Is the code a lot longer than it could be due to comments? Yes. But for one reason or another, it makes it much easier for me to understand and debug later.

Update: Something that, unfortunately, I am not consistent enough about is the use of the this-> prefix for variable and function names. I prefer to use it, but sometimes I don’t, as seen in “processString” above.

PDF Parsing

Tuesday, May 19th, 2009

Just a little status update: yesterday, I finally managed to make the new PDF engine pass all PDF-related tests in the Create Framework. It is revision 100 in the pdf-parsing branch on Launchpad.

Yes, all of the tests have been updated, but they were hand-checked first. As the new engine handles the timing of the writing of objects differently, the tests will work differently. They will change further, in fact, because I just realized that the maximum size for a page tree node is still set to 3 (for debugging purposes) — which is not at all what the final size should be — so the tests that have more than three pages are, unfortunately, wrong. Further, it is possible that some areas of the Create Framework may even have some leaks regarding PDF, so fixes to those could cause problems. This is not a stable branch, is not meant to be a stable branch, and is not guaranteed to even be in a compilable state. I’ve disclaimed, so if your computer blows up, it is not my fault.

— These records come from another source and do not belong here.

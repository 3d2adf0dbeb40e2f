use ratatui::{
    style::{Modifier, Style},
    text::{Line, Span, Text},
};

use super::helpers::format_interval;
use super::theme::Theme;
use crate::app::App;

pub fn build_help_text(app: &App) -> Text<'static> {
    let mut lines = Vec::new();

    lines.push(Line::from(Span::styled(
        "Key bindings",
        Style::default()
            .fg(Theme::accent())
            .add_modifier(Modifier::BOLD),
    )));
    lines.push(Line::from(""));

    lines.push(section_title("Global"));
    lines.extend(section_lines(&["q: Quit", "?: Toggle help", "esc: Close help / Quit"]));

    lines.push(Line::from(""));
    lines.push(section_title("Flicker"));
    lines.extend(section_lines(&["space: Pick a new color now", "s: Stop flickering"]));

    lines.push(Line::from(""));
    lines.push(section_title("Session"));
    let mode = match app.flicker.interval() {
        Some(interval) => format!("New color every {}", format_interval(interval)),
        None => "Steady color".to_string(),
    };
    let palette = format!("{} colors in palette", app.flicker.palette().len());
    lines.extend(section_lines(&[mode.as_str(), palette.as_str()]));

    Text::from(lines)
}

fn section_title(title: &str) -> Line<'static> {
    Line::from(Span::styled(
        format!("  {title}"),
        Style::default()
            .fg(Theme::secondary())
            .add_modifier(Modifier::BOLD),
    ))
}

fn section_lines(items: &[&str]) -> Vec<Line<'static>> {
    items
        .iter()
        .map(|item| {
            Line::from(Span::styled(
                format!("  - {item}"),
                Style::default().fg(Theme::text()),
            ))
        })
        .collect()
}
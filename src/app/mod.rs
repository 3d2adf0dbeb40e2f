mod state;

use std::time::Instant;

use crossterm::event::KeyCode;

pub use state::App;

/// Possible input events the app reacts to.
pub enum AppEvent {
    Tick(Instant),
    KeyPress(KeyCode),
}
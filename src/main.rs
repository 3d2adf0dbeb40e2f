mod app;
mod cli;
mod color;
mod error;
mod event;
mod flicker;
mod logging;
mod tui;
mod ui;

use std::time::Instant;

use anyhow::Result;
use clap::Parser;

fn main() -> Result<()> {
    let cli_opts = cli::Cli::parse();
    let log_path = cli_opts
        .log_file
        .clone()
        .unwrap_or_else(logging::default_log_path);
    logging::init(&log_path)?;

    let config = cli_opts.flicker_config()?;
    if let Some(command) = cli_opts.command {
        return cli::run(command, config);
    }

    let mut app = app::App::new(config, Instant::now())?;
    let mut terminal = tui::init()?;
    let result = event::run(&mut app, &mut terminal);

    tui::restore()?;
    if let Err(err) = &result {
        tracing::error!(error = %err, "event loop failed");
    }

    result
}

Now, I’ve finally started PDF parsing. Currently, I’ve got the first XRef table being read in. I’m excited. Hopefully, by the end of the week, I’ll have some form of PDF-in-PDF embedding working. Currently, I’m aiming to support only PDF 1.4 — before all of that cross-reference stream and object stream business came about that would require the ability to handle compression (which, while on the eventual to-do list, is not currently a priority).

DOM-Dependence in JavaScript Libraries

Wednesday, May 6th, 2009

The Create Framework supports JavaScript to a growing extent. When using JavaScript in the Create framework, I’ve often wanted functions that I’ve used or seen in libraries like Prototype. It is often easy enough to copy-and-paste the functions I want from the library into my own code. However, I cannot simply import the entire library, or include it in the Framework, because there are several functions which have direct dependence on the DOM (the HTML Document Object Model which describes web pages). This is a bit annoying, especially as JavaScript is becoming useful outside of the web. Obviously, these libraries were meant for the web, and they fulfill their purpose wonderfully. It would be nice, however, to have libraries for non-web scenarios (perhaps some already exist, and I just haven’t stumbled across them). The Create Framework will, undoubtedly, eventually get such a library of its own.

At some point, I hope to port Protovis to the framework. It seems to be made in such a way that it should be relatively easy to port: almost all of the work is done in Canvas, so if I just implement a canvas act-alike in the Create Framework, everything should work fine.